**** Task input ****

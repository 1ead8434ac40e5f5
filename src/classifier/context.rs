use sqlparser::ast::{Expr, Query};

use crate::catalog::SchemaCatalog;
use crate::classifier::finding::Location;
use crate::config::EngineConfig;
use crate::joins::{analyze_joins, JoinReport};
use crate::logic::normalizer::{normalize_model, NormalizedPredicate, ScopePredicates};
use crate::logic::oracle::{analyze, OracleReport};
use crate::parser::lexical::{Clause, LexicalFacts};
use crate::parser::sql_parser::expression_span;
use crate::query::{QueryModel, ScopeId, VarId};

/// Oracle reports of the predicates of one scope, parallel to [`ScopePredicates`].
#[derive(Debug, Clone, Default)]
pub struct ScopeOracle {
    /// WHERE plus inner ON conditions.
    pub filter: Option<OracleReport>,
    /// HAVING.
    pub having: Option<OracleReport>,
    /// Each outer-join ON condition, in the order of `ScopePredicates::outer_joins`.
    pub outer_joins: Vec<Option<OracleReport>>,
}

/// Everything derived from one query before the checks run.
#[derive(Debug)]
pub struct Analysis<'q> {
    /// The query.
    pub query: &'q Query,
    /// Scopes, variables and resolved column references.
    pub model: QueryModel<'q>,
    /// Normalized predicates, indexed by scope.
    pub predicates: Vec<ScopePredicates<'q>>,
    /// Oracle verdicts, indexed by scope.
    pub oracle: Vec<ScopeOracle>,
    /// Join findings, indexed by scope.
    pub joins: Vec<JoinReport>,
}

impl<'q> Analysis<'q> {
    /// Run the scope model, normalizer, oracle and join analysis in sequence.
    pub fn build(query: &'q Query, catalog: &'q SchemaCatalog, config: &EngineConfig) -> Self {
        let model = QueryModel::build(query, catalog);
        let predicates = normalize_model(&model, config.dnf_conjunction_budget);
        let oracle = predicates
            .iter()
            .map(|scope| ScopeOracle {
                filter: scope.filter.as_ref().and_then(analyze),
                having: scope.having.as_ref().and_then(analyze),
                outer_joins: scope
                    .outer_joins
                    .iter()
                    .map(|(_, predicate)| analyze(predicate))
                    .collect(),
            })
            .collect();
        let joins = analyze_joins(&model, &predicates);
        Self {
            query,
            model,
            predicates,
            oracle,
            joins,
        }
    }

    /// Every normalized predicate with its oracle report.
    pub fn reports(&self) -> Vec<(&NormalizedPredicate<'q>, Option<&OracleReport>)> {
        let mut out = Vec::new();
        for (predicates, oracle) in self.predicates.iter().zip(&self.oracle) {
            if let Some(filter) = &predicates.filter {
                out.push((filter, oracle.filter.as_ref()));
            }
            if let Some(having) = &predicates.having {
                out.push((having, oracle.having.as_ref()));
            }
            for (index, (_, on)) in predicates.outer_joins.iter().enumerate() {
                out.push((on, oracle.outer_joins.get(index).and_then(Option::as_ref)));
            }
        }
        out
    }

    /// Budgets of predicates that were left unnormalized.
    pub fn inconclusive_budgets(&self) -> Vec<(ScopeId, usize)> {
        self.predicates
            .iter()
            .flat_map(|scope| scope.all())
            .filter_map(|predicate| match predicate.outcome {
                crate::logic::NormalizeOutcome::Inconclusive { budget } => {
                    Some((predicate.scope, budget))
                }
                crate::logic::NormalizeOutcome::Normalized(_) => None,
            })
            .collect()
    }
}

/// Immutable inputs shared by every query check.
#[derive(Debug, Clone, Copy)]
pub struct CheckContext<'a, 'q> {
    /// Query text.
    pub sql: &'a str,
    /// Token-level facts.
    pub lexical: &'a LexicalFacts,
    /// The analyzed query.
    pub analysis: &'a Analysis<'q>,
    /// Schema.
    pub catalog: &'q SchemaCatalog,
    /// Engine settings.
    pub config: &'a EngineConfig,
    /// Reference solutions of the exercise, if any.
    pub solutions: &'a [Analysis<'q>],
}

impl<'a, 'q> CheckContext<'a, 'q> {
    /// Scope model of the query.
    pub fn model(&self) -> &'a QueryModel<'q> {
        &self.analysis.model
    }

    /// Location of an expression.
    pub fn at_expr(&self, clause: Option<Clause>, expr: &Expr) -> Location {
        Location::new(clause, expression_span(self.sql, expr), expr.to_string())
    }

    /// Location of a tuple variable's declaration.
    pub fn at_var(&self, var: VarId) -> Location {
        let tuple = self.analysis.model.var(var);
        let snippet = match (tuple.object, tuple.alias) {
            (Some(object), Some(alias)) => format!("{object} {alias}"),
            (Some(object), None) => object.to_string(),
            (None, Some(alias)) => alias.to_string(),
            (None, None) => tuple.name.clone(),
        };
        Location::new(Some(Clause::From), tuple.span, snippet)
    }

    /// Location of a whole SELECT block.
    pub fn at_scope(&self, scope: ScopeId) -> Location {
        let scope = self.analysis.model.scope(scope);
        Location::new(Some(Clause::Select), scope.span, first_line(&scope.select.to_string()))
    }
}

fn first_line(text: &str) -> String {
    const LIMIT: usize = 80;
    let line = text.lines().next().unwrap_or_default();
    if line.chars().count() > LIMIT {
        let cut: String = line.chars().take(LIMIT).collect();
        format!("{cut}...")
    } else {
        line.to_string()
    }
}
//! The analysis pipeline for one query and for batches of queries.

use rayon::prelude::*;
use serde::{Deserialize, Serialize};
use sqlparser::ast::Query;
use tracing::{debug, debug_span, warn};

use crate::catalog::SchemaCatalog;
use crate::classifier::context::{Analysis, CheckContext};
use crate::classifier::finding::Inconclusive;
use crate::classifier::registry::{self, Emitted};
use crate::config::EngineConfig;
use crate::error::{AnalysisError, ParseFailure};
use crate::output::aggregator::{self, Diagnostics};
use crate::parser::sql_parser::{parse_query, ParsedQuery};
use crate::sampler::{self, ProbeOutcome, SampleDatabase};

/// Result of analyzing one query.
#[derive(Debug, Clone, Default, PartialEq, Eq, Serialize, Deserialize)]
pub struct Outcome {
    /// Why the query text did not parse; only lexical checks ran.
    #[serde(default, skip_serializing_if = "Option::is_none")]
    pub parse_error: Option<String>,
    /// Findings and inconclusive markers.
    #[serde(flatten)]
    pub diagnostics: Diagnostics,
}

/// Runs the checks against a schema and an optional sample database.
pub struct Analyzer {
    catalog: SchemaCatalog,
    config: EngineConfig,
    sample: Option<Box<dyn SampleDatabase>>,
}

impl std::fmt::Debug for Analyzer {
    fn fmt(&self, f: &mut std::fmt::Formatter<'_>) -> std::fmt::Result {
        f.debug_struct("Analyzer")
            .field("config", &self.config)
            .field("sample", &self.sample.as_ref().map(|sample| sample.describe()))
            .finish_non_exhaustive()
    }
}

impl Analyzer {
    /// Analyzer over `catalog` with default settings and no sample.
    pub fn new(catalog: SchemaCatalog) -> Self {
        Self {
            catalog,
            config: EngineConfig::default(),
            sample: None,
        }
    }

    /// Replace the settings.
    #[must_use]
    pub fn with_config(mut self, config: EngineConfig) -> Self {
        self.config = config;
        self
    }

    /// Answer data-dependent checks from `sample`.
    #[must_use]
    pub fn with_sample(mut self, sample: Box<dyn SampleDatabase>) -> Self {
        self.sample = Some(sample);
        self
    }

    /// Settings in use.
    pub fn config(&self) -> &EngineConfig {
        &self.config
    }

    /// Schema in use.
    pub fn catalog(&self) -> &SchemaCatalog {
        &self.catalog
    }

    /// Analyze `sql`, comparing it with the reference `solutions` if any.
    ///
    /// Text that does not parse still gets the lexical checks; the parse
    /// error is recorded in the outcome. Statements other than queries are
    /// rejected.
    pub fn analyze<S: AsRef<str>>(
        &self,
        sql: &str,
        solutions: &[S],
    ) -> Result<Outcome, AnalysisError> {
        let parsed = ParsedQuery::parse(sql);
        let _span = debug_span!("analyze", statements = parsed.lexical.statement_count).entered();
        let mut emitted = registry::run_lexical(&parsed.lexical, &self.config);
        debug!(findings = emitted.len(), "lexical checks finished");

        let (parse_error, inconclusive) = match &parsed.ast {
            Ok(query) => {
                let (found, inconclusive) = self.analyze_query(&parsed, query, solutions);
                emitted.extend(found);
                (None, inconclusive)
            }
            Err(ParseFailure::NotAQuery(kind)) => {
                return Err(AnalysisError::UnsupportedStatement(kind.clone()));
            }
            Err(failure) => {
                debug!(%failure, "query did not parse");
                (Some(failure.to_string()), Vec::new())
            }
        };

        let diagnostics = aggregator::aggregate(emitted, inconclusive)?;
        Ok(Outcome {
            parse_error,
            diagnostics,
        })
    }

    /// Analyze every query of `queries` in parallel against the same solutions.
    pub fn analyze_batch<S: AsRef<str> + Sync>(
        &self,
        queries: &[S],
        solutions: &[S],
    ) -> Vec<Result<Outcome, AnalysisError>> {
        queries
            .par_iter()
            .map(|sql| self.analyze(sql.as_ref(), solutions))
            .collect()
    }

    fn analyze_query<S: AsRef<str>>(
        &self,
        parsed: &ParsedQuery,
        query: &Query,
        solutions: &[S],
    ) -> (Vec<Emitted>, Vec<Inconclusive>) {
        let analysis = Analysis::build(query, &self.catalog, &self.config);
        debug!(
            scopes = analysis.model.scopes.len(),
            variables = analysis.model.vars.len(),
            "query analyzed"
        );

        let solution_queries: Vec<Query> = solutions
            .iter()
            .filter_map(|solution| match parse_query(solution.as_ref()) {
                Ok(query) => Some(query),
                Err(error) => {
                    warn!(%error, "skipping reference solution that does not parse");
                    None
                }
            })
            .collect();
        let solution_analyses: Vec<Analysis<'_>> = solution_queries
            .iter()
            .map(|query| Analysis::build(query, &self.catalog, &self.config))
            .collect();

        let ctx = CheckContext {
            sql: &parsed.sql,
            lexical: &parsed.lexical,
            analysis: &analysis,
            catalog: &self.catalog,
            config: &self.config,
            solutions: &solution_analyses,
        };

        let mut inconclusive: Vec<Inconclusive> = analysis
            .inconclusive_budgets()
            .into_iter()
            .map(|(scope, budget)| {
                warn!(budget, "predicate exceeds the normalization budget");
                Inconclusive {
                    check: "normalizer".to_string(),
                    id: None,
                    location: ctx.at_scope(scope),
                    reason: format!(
                        "the predicate expands to more than {budget} conjunctions"
                    ),
                }
            })
            .collect();

        let (mut emitted, plans) = registry::run_query(&ctx);
        debug!(findings = emitted.len(), probes = plans.len(), "query checks finished");

        for outcome in sampler::resolve(plans, self.sample.as_deref(), &self.config) {
            match outcome {
                ProbeOutcome::Confirmed(finding) => emitted.push(Emitted {
                    check: "sampler",
                    finding,
                }),
                ProbeOutcome::Cleared => {}
                ProbeOutcome::Inconclusive(marker) => inconclusive.push(marker),
            }
        }
        (emitted, inconclusive)
    }
}

#[cfg(test)]
mod tests {
    use super::*;
    use crate::catalog::ddl::parse_schema;
    use crate::classifier::finding::Confidence;

    const SCHEMA: &str = "
        CREATE TABLE dept (deptno INT PRIMARY KEY, dname TEXT NOT NULL, loc TEXT);
        CREATE TABLE emp (
            empno INT PRIMARY KEY,
            ename TEXT NOT NULL,
            job TEXT,
            mgr INT REFERENCES emp (empno),
            sal NUMERIC NOT NULL,
            comm NUMERIC,
            deptno INT NOT NULL REFERENCES dept (deptno)
        );
    ";

    fn analyzer() -> Analyzer {
        Analyzer::new(parse_schema(SCHEMA).expect("schema"))
    }

    #[test]
    fn parse_failures_run_lexical_checks_only() {
        let outcome = analyzer()
            .analyze::<&str>("SELECT ename FROM emp WHERE (sal > 1000", &[])
            .expect("outcome");
        assert!(outcome.parse_error.is_some());
        assert_eq!(outcome.diagnostics.ids(), vec![34]);
    }

    #[test]
    fn other_statements_are_rejected() {
        let error = analyzer()
            .analyze::<&str>("DELETE FROM emp", &[])
            .expect_err("not a query");
        assert!(matches!(error, AnalysisError::UnsupportedStatement(_)));
    }

    #[test]
    fn null_probe_falls_back_without_a_sample() {
        let outcome = analyzer()
            .analyze::<&str>(
                "SELECT ename FROM emp WHERE empno NOT IN (SELECT mgr FROM emp)",
                &[],
            )
            .expect("outcome");
        let finding = outcome
            .diagnostics
            .findings
            .iter()
            .find(|f| f.id == 46)
            .expect("NULL in subquery");
        assert_eq!(finding.confidence, Confidence::Heuristic);
    }

    #[test]
    fn budget_overruns_are_inconclusive() {
        let config = EngineConfig {
            dnf_conjunction_budget: 2,
            ..EngineConfig::default()
        };
        let outcome = analyzer()
            .with_config(config)
            .analyze::<&str>(
                "SELECT ename FROM emp WHERE (sal > 1 OR comm > 1) AND (job = 'A' OR mgr = 1)",
                &[],
            )
            .expect("outcome");
        let overruns: Vec<_> = outcome
            .diagnostics
            .inconclusive
            .iter()
            .filter(|marker| marker.check == "normalizer")
            .collect();
        assert_eq!(overruns.len(), 1);
        assert!(overruns[0].reason.contains('2'), "{}", overruns[0].reason);
    }

    #[test]
    fn batches_keep_query_order() {
        let queries = [
            "SELECT ename FROM emp WHERE sal > 1000 AND sal < 500",
            "DELETE FROM emp",
            "SELECT dname FROM dept",
        ];
        let results = analyzer().analyze_batch(&queries, &[]);
        assert_eq!(results.len(), 3);
        assert!(results[0].as_ref().expect("first").diagnostics.ids().contains(&40));
        assert!(results[1].is_err());
        assert!(results[2].as_ref().expect("third").diagnostics.findings.is_empty());
    }
}
use diesel::pg::PgConnection;
use diesel::prelude::*;
use diesel::sql_types::{Array, Bool, Text};
use tracing::debug;

use crate::catalog::{Column, ForeignKey, Relation, SchemaCatalog};
use crate::error::CatalogError;

const COLUMNS_SQL: &str = "
SELECT cols.table_name::text AS table_name,
       cols.column_name::text AS column_name,
       cols.data_type::text AS data_type,
       (cols.is_nullable = 'YES') AS is_nullable
FROM information_schema.columns AS cols
JOIN information_schema.tables AS t
  ON t.table_schema = cols.table_schema AND t.table_name = cols.table_name
WHERE cols.table_schema = $1 AND t.table_type = 'BASE TABLE'
ORDER BY cols.table_name, cols.ordinal_position";

const KEYS_SQL: &str = "
SELECT cl.relname::text AS table_name,
       (con.contype = 'p') AS is_primary,
       ARRAY(SELECT a.attname::text
             FROM unnest(con.conkey) WITH ORDINALITY AS k(attnum, ord)
             JOIN pg_attribute a ON a.attrelid = con.conrelid AND a.attnum = k.attnum
             ORDER BY k.ord) AS columns
FROM pg_constraint con
JOIN pg_class cl ON cl.oid = con.conrelid
JOIN pg_namespace ns ON ns.oid = cl.relnamespace
WHERE con.contype IN ('p', 'u') AND ns.nspname = $1
ORDER BY cl.relname, con.conname";

const FOREIGN_KEYS_SQL: &str = "
SELECT cl.relname::text AS table_name,
       ref.relname::text AS foreign_table,
       ARRAY(SELECT a.attname::text
             FROM unnest(con.conkey) WITH ORDINALITY AS k(attnum, ord)
             JOIN pg_attribute a ON a.attrelid = con.conrelid AND a.attnum = k.attnum
             ORDER BY k.ord) AS columns,
       ARRAY(SELECT a.attname::text
             FROM unnest(con.confkey) WITH ORDINALITY AS k(attnum, ord)
             JOIN pg_attribute a ON a.attrelid = con.confrelid AND a.attnum = k.attnum
             ORDER BY k.ord) AS referenced_columns
FROM pg_constraint con
JOIN pg_class cl ON cl.oid = con.conrelid
JOIN pg_class ref ON ref.oid = con.confrelid
JOIN pg_namespace ns ON ns.oid = cl.relnamespace
WHERE con.contype = 'f' AND ns.nspname = $1
ORDER BY cl.relname, con.conname";

const FUNCTIONS_SQL: &str = "
SELECT DISTINCT routine_name::text AS routine_name
FROM information_schema.routines
WHERE routine_schema = $1
ORDER BY 1";

#[derive(QueryableByName)]
struct ColumnRow {
    #[diesel(sql_type = Text)]
    table_name: String,
    #[diesel(sql_type = Text)]
    column_name: String,
    #[diesel(sql_type = Text)]
    data_type: String,
    #[diesel(sql_type = Bool)]
    is_nullable: bool,
}

#[derive(QueryableByName)]
struct KeyRow {
    #[diesel(sql_type = Text)]
    table_name: String,
    #[diesel(sql_type = Bool)]
    is_primary: bool,
    #[diesel(sql_type = Array<Text>)]
    columns: Vec<String>,
}

#[derive(QueryableByName)]
struct ForeignKeyRow {
    #[diesel(sql_type = Text)]
    table_name: String,
    #[diesel(sql_type = Text)]
    foreign_table: String,
    #[diesel(sql_type = Array<Text>)]
    columns: Vec<String>,
    #[diesel(sql_type = Array<Text>)]
    referenced_columns: Vec<String>,
}

#[derive(QueryableByName)]
struct FunctionRow {
    #[diesel(sql_type = Text)]
    routine_name: String,
}

fn introspection_error(error: diesel::result::Error) -> CatalogError {
    CatalogError::Introspection(error.to_string())
}

/// Read tables, keys, foreign keys and functions of `schema` from a live database.
///
/// Names come back exactly as stored by `PostgreSQL`, which already matches the
/// folded form the catalog uses.
pub fn introspect(conn: &mut PgConnection, schema: &str) -> Result<SchemaCatalog, CatalogError> {
    let columns: Vec<ColumnRow> = diesel::sql_query(COLUMNS_SQL)
        .bind::<Text, _>(schema)
        .load(conn)
        .map_err(introspection_error)?;
    let keys: Vec<KeyRow> = diesel::sql_query(KEYS_SQL)
        .bind::<Text, _>(schema)
        .load(conn)
        .map_err(introspection_error)?;
    let foreign_keys: Vec<ForeignKeyRow> = diesel::sql_query(FOREIGN_KEYS_SQL)
        .bind::<Text, _>(schema)
        .load(conn)
        .map_err(introspection_error)?;
    let functions: Vec<FunctionRow> = diesel::sql_query(FUNCTIONS_SQL)
        .bind::<Text, _>(schema)
        .load(conn)
        .map_err(introspection_error)?;

    let mut relations: Vec<Relation> = Vec::new();
    for row in columns {
        let index = match relations.iter().position(|r| r.name == row.table_name) {
            Some(index) => index,
            None => {
                let mut relation = Relation::new("");
                relation.name = row.table_name.clone();
                relation.schema = Some(schema.to_string());
                relations.push(relation);
                relations.len() - 1
            }
        };
        relations[index].columns.push(Column {
            name: row.column_name,
            data_type: row.data_type,
            nullable: row.is_nullable,
        });
    }

    for row in keys {
        let Some(relation) = relations.iter_mut().find(|r| r.name == row.table_name) else {
            continue;
        };
        if row.is_primary {
            relation.primary_key = row.columns;
        } else {
            relation.unique_keys.push(row.columns);
        }
    }

    for row in foreign_keys {
        let Some(relation) = relations.iter_mut().find(|r| r.name == row.table_name) else {
            continue;
        };
        relation.foreign_keys.push(ForeignKey {
            columns: row.columns,
            references: row.foreign_table,
            referenced_columns: row.referenced_columns,
        });
    }

    let mut catalog = SchemaCatalog {
        search_path: schema.to_string(),
        relations: Vec::new(),
        functions: functions.into_iter().map(|f| f.routine_name).collect(),
    };
    for relation in relations {
        catalog.add_relation(relation)?;
    }
    debug!(
        schema,
        relations = catalog.relations.len(),
        "introspected schema catalog"
    );
    Ok(catalog)
}

/// Connect to `database_url` and introspect `schema`.
pub fn introspect_url(database_url: &str, schema: &str) -> Result<SchemaCatalog, CatalogError> {
    let mut conn = PgConnection::establish(database_url)
        .map_err(|e| CatalogError::Introspection(e.to_string()))?;
    introspect(&mut conn, schema)
}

****

Problem to work on: Find the word "ForeignKeyRow" in the records, and report each line that has it.

Task answer:
struct ForeignKeyRow {
    let foreign_keys: Vec<ForeignKeyRow> = diesel::sql_query(FOREIGN_KEYS_SQL)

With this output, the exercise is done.